_YOUR GOAL:_ The word "Clone" may appear in lines of the data below. Say how many lines hold it, giving only the number.

------ RECORDS SHOWN

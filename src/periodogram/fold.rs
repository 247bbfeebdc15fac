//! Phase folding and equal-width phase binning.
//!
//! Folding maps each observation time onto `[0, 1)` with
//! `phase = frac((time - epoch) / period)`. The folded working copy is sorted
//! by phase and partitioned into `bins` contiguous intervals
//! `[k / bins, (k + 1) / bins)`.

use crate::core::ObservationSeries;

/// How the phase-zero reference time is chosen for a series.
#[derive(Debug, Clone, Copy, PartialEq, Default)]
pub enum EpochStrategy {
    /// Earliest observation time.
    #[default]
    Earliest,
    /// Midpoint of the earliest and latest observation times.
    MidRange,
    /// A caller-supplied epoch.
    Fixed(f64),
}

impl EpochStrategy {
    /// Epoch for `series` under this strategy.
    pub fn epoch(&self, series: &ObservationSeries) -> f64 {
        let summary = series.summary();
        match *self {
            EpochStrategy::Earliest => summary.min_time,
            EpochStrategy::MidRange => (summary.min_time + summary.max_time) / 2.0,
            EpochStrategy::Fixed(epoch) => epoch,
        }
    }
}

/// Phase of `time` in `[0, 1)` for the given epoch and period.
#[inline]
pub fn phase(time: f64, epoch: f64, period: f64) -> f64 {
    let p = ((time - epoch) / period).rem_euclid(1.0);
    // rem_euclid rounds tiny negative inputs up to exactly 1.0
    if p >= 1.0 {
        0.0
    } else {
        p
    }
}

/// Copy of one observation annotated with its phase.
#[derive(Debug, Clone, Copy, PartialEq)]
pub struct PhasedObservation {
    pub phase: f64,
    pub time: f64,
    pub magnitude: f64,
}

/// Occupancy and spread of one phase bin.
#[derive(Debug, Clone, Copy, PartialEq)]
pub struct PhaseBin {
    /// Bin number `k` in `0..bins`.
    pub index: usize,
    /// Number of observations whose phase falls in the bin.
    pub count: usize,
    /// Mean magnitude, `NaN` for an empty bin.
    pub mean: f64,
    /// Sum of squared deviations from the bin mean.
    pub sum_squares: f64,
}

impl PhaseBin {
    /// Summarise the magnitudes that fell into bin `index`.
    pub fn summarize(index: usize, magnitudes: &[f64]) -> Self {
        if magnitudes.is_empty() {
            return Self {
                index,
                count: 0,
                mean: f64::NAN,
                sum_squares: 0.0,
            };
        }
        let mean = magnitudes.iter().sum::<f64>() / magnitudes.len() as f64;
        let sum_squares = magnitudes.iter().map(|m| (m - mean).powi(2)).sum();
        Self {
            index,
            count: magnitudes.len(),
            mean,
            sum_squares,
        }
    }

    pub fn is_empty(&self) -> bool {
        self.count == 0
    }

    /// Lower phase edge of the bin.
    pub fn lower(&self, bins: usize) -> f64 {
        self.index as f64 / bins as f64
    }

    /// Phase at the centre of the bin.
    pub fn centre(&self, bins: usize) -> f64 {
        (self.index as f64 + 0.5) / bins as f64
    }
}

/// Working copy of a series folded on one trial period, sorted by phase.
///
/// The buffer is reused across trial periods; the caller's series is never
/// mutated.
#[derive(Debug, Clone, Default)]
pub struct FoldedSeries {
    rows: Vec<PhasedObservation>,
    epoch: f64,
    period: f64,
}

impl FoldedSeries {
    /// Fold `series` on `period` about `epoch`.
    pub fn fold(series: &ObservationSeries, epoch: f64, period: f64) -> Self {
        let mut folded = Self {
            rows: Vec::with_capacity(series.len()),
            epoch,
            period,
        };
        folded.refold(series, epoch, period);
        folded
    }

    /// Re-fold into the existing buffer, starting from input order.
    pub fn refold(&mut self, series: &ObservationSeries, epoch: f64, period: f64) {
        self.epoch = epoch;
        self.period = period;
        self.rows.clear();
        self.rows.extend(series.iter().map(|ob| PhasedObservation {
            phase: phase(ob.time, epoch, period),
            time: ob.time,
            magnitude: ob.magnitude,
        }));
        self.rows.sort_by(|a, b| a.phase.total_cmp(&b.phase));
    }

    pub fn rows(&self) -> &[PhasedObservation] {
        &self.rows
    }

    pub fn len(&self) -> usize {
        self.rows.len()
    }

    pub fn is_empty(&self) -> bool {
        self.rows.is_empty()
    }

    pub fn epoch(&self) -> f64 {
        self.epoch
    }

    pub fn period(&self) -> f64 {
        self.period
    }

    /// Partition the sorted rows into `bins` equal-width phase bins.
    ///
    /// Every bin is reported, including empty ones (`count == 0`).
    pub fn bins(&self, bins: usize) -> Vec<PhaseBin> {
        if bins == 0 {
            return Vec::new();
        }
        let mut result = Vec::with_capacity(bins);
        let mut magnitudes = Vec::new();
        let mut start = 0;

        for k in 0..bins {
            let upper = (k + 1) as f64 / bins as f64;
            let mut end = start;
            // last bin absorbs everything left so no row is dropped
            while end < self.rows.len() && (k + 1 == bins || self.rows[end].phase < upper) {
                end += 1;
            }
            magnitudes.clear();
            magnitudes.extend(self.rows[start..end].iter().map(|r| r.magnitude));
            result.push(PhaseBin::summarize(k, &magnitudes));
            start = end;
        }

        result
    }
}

------------
------ RECORDS SHOWN

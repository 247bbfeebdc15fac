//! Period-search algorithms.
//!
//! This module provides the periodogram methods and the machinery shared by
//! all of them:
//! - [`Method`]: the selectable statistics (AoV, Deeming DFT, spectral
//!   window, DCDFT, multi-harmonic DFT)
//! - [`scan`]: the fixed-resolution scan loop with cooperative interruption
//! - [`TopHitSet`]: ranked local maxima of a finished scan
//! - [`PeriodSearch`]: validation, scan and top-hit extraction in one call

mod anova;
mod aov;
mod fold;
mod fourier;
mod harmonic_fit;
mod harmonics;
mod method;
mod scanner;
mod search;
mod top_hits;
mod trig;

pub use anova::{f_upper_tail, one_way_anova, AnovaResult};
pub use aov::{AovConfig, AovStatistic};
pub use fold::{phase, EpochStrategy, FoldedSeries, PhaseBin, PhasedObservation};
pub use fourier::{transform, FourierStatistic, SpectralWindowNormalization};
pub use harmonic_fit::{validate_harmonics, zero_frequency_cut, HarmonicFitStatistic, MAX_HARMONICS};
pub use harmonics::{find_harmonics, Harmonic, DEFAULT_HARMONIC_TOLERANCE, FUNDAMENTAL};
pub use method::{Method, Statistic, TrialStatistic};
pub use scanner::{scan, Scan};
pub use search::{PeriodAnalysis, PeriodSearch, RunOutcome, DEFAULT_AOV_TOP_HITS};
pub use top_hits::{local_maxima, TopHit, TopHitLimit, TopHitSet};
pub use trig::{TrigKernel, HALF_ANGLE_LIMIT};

------------

_EXERCISE SOLUTION:_ 4